- _Problem requirements_
Please report each line in the material below that includes "validation".

- _Data shown_
+===+
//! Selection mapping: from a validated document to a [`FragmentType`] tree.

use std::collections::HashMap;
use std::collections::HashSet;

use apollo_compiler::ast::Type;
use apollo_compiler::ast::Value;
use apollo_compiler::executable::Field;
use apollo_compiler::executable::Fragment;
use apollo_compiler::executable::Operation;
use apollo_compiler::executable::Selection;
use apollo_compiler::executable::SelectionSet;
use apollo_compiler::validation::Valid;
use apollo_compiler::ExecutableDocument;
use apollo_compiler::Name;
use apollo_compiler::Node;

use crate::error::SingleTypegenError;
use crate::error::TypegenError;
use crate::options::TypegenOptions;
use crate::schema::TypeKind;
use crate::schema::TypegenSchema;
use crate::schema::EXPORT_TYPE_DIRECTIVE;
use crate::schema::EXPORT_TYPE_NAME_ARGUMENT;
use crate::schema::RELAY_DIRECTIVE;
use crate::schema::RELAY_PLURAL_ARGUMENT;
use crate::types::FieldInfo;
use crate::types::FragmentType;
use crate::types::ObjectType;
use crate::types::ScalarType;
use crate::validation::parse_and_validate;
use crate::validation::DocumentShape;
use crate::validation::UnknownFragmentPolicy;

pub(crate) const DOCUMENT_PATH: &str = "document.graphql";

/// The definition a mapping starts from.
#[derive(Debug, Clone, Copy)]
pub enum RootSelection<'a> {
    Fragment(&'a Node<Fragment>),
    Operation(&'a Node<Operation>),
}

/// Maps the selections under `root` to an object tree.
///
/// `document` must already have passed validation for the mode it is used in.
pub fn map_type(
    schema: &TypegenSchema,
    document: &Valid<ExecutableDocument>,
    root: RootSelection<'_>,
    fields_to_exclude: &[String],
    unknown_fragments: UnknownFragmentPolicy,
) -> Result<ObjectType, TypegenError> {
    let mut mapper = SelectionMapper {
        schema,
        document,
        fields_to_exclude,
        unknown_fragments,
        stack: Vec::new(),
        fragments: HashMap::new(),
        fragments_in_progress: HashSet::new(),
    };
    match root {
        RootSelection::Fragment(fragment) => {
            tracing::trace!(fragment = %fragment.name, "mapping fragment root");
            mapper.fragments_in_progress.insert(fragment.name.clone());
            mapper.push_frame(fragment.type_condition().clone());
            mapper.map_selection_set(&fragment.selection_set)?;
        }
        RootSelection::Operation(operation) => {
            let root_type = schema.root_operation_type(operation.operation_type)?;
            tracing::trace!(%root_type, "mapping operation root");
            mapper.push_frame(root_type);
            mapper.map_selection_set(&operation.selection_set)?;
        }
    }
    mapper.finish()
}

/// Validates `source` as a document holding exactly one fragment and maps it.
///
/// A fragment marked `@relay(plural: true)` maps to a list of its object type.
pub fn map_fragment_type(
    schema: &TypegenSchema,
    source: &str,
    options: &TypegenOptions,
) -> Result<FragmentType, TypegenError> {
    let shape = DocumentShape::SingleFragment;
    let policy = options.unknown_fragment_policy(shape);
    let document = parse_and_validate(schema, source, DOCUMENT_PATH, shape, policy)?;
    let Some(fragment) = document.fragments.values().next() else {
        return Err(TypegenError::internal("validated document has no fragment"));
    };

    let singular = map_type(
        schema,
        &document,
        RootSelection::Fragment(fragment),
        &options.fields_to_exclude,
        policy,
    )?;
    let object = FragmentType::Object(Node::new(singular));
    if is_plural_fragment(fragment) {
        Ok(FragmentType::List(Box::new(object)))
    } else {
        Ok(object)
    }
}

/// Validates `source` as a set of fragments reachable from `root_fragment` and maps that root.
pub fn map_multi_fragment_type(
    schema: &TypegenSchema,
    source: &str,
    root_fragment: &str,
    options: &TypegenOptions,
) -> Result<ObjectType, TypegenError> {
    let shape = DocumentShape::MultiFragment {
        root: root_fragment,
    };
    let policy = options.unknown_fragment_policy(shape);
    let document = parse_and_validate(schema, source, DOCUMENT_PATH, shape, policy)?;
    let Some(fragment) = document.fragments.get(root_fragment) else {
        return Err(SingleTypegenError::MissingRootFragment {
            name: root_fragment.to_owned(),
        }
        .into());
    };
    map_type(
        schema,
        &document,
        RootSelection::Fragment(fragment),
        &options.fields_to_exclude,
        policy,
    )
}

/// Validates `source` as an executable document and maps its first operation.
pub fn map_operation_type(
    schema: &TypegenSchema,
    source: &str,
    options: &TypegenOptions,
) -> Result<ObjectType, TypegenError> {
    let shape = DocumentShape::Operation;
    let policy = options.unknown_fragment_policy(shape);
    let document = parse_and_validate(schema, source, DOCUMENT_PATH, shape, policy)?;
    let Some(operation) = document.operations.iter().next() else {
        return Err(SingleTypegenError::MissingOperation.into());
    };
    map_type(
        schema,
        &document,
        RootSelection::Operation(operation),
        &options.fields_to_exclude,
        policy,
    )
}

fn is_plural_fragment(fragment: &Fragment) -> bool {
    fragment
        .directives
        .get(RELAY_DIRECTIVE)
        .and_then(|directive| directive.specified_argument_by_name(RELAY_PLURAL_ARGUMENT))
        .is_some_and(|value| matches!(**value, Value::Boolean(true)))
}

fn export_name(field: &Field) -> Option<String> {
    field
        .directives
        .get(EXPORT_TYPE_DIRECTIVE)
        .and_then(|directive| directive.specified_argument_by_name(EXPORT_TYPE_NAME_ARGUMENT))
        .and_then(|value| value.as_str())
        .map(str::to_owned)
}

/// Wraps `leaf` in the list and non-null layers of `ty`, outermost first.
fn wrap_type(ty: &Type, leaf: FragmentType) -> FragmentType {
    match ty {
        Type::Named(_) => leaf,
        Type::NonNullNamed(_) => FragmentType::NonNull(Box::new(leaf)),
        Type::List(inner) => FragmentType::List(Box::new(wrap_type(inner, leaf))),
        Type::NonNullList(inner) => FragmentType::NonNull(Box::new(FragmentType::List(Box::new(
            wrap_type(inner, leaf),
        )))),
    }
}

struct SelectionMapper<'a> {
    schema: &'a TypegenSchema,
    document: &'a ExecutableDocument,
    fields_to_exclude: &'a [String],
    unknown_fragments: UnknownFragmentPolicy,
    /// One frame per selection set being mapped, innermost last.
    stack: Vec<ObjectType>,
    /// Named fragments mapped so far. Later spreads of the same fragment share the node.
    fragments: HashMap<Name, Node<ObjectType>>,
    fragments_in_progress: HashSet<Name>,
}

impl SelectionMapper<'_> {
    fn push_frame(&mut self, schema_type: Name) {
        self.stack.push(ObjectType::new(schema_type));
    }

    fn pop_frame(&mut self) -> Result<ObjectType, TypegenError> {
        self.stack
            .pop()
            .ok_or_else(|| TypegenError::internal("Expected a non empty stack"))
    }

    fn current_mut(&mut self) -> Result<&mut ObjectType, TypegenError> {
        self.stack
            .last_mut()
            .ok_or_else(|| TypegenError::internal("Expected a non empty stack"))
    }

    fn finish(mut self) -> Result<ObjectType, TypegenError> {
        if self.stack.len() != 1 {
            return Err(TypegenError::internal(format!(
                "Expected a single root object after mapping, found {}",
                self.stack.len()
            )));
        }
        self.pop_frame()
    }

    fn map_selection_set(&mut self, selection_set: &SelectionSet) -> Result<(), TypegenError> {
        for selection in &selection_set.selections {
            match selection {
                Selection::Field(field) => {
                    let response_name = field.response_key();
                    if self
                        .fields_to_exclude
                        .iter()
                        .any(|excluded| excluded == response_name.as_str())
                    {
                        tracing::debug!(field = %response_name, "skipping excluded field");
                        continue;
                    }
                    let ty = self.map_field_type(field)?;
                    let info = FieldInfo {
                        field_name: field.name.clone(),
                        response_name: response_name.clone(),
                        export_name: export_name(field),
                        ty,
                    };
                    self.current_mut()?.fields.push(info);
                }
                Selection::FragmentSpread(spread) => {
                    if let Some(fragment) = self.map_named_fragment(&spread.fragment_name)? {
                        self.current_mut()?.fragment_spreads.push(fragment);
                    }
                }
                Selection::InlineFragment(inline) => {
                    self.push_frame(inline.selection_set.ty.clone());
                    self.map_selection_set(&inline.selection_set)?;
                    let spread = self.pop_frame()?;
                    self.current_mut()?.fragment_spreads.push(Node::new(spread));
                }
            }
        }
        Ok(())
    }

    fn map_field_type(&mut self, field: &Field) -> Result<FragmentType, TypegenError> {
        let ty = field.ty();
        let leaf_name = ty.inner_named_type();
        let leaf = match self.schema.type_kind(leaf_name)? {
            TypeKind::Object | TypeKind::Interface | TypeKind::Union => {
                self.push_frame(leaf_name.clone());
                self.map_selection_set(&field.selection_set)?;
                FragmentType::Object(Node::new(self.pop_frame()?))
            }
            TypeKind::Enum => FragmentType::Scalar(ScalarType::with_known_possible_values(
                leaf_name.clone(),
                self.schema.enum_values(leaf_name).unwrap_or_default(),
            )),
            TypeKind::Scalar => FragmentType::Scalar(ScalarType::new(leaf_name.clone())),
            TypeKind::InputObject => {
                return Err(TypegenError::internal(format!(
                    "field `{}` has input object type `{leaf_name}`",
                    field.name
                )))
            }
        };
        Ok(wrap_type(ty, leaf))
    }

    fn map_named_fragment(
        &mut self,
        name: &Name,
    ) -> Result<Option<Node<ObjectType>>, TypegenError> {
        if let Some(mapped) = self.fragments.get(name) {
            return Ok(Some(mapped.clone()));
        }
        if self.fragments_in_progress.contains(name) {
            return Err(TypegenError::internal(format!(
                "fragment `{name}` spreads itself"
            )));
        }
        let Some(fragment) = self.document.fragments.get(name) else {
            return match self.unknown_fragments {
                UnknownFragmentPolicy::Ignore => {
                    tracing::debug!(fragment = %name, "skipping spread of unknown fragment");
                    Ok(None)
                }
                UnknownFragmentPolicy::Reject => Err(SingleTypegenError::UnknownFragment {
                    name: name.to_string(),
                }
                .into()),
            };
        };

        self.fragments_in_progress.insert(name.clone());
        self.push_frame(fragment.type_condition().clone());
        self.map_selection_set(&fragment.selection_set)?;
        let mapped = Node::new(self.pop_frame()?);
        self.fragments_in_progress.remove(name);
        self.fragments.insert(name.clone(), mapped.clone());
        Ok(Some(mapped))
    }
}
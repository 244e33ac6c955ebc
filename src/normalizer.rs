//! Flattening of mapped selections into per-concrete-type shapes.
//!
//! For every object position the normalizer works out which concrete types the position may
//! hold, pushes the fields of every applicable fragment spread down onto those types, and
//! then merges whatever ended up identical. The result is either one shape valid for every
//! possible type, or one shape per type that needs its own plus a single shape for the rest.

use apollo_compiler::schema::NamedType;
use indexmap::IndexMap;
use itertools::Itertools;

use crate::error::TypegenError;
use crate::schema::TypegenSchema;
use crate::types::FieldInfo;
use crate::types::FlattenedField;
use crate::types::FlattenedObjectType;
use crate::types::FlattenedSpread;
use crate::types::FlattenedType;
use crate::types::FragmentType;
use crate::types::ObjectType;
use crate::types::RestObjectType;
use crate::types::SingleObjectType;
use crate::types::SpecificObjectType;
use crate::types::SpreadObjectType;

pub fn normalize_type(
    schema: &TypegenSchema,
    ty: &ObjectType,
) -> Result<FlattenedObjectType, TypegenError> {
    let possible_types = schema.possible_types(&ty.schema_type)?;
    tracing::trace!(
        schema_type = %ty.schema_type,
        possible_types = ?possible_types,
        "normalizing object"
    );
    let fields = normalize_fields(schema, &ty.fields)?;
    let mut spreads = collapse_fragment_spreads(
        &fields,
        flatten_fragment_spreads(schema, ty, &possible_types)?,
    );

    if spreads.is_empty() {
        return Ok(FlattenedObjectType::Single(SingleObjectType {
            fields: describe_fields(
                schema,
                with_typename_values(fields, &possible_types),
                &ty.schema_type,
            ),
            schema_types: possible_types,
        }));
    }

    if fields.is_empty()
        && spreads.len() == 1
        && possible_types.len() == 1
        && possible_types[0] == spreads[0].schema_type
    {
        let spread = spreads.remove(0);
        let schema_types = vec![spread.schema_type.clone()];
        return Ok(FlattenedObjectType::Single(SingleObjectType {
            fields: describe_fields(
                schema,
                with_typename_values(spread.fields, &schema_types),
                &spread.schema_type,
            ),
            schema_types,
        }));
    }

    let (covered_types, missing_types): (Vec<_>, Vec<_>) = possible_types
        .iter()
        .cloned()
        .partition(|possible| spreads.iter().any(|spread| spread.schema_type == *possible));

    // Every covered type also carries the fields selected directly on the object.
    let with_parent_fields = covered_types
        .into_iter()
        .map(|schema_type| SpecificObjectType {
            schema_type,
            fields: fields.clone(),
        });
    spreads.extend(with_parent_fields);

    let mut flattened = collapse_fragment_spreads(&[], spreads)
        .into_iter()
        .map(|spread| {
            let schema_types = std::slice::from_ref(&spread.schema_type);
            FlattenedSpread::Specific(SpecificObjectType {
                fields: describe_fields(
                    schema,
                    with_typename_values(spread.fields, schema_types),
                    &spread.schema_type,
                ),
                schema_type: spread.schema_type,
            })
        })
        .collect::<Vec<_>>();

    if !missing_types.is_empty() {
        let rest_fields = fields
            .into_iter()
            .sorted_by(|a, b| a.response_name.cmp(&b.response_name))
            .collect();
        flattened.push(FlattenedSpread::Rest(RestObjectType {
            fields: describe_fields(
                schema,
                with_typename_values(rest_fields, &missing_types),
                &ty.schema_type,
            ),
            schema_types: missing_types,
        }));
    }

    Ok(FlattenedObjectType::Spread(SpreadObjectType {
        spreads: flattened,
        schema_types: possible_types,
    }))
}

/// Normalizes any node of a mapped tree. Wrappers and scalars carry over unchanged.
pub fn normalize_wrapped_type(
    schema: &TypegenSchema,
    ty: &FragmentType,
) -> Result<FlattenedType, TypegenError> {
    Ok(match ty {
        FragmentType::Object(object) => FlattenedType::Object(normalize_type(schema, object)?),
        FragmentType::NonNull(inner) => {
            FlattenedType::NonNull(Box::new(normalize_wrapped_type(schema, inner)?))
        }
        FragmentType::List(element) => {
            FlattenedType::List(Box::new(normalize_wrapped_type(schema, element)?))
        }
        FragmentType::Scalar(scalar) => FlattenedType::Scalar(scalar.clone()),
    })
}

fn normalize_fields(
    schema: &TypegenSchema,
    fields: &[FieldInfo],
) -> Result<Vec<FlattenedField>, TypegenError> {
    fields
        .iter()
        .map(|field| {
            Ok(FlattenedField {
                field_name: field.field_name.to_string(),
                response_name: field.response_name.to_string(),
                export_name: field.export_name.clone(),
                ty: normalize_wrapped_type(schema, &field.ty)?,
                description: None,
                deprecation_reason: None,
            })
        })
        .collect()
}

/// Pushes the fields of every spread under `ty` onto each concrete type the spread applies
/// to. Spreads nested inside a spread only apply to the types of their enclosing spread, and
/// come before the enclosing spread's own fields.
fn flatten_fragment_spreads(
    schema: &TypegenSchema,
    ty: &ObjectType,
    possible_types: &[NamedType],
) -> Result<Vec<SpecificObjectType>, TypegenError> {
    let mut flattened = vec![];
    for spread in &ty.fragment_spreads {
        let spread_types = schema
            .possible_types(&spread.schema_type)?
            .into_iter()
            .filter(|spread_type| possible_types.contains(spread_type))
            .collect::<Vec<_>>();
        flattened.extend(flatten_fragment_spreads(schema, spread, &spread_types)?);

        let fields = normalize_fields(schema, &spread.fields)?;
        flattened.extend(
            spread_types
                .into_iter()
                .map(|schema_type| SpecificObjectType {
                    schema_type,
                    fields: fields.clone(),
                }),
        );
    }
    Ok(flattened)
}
+===+
- _Output for this exercise_
use apollo_compiler::validation::Valid;
use crate::validation::parse_and_validate;
use crate::validation::DocumentShape;
use crate::validation::UnknownFragmentPolicy;
/// `document` must already have passed validation for the mode it is used in.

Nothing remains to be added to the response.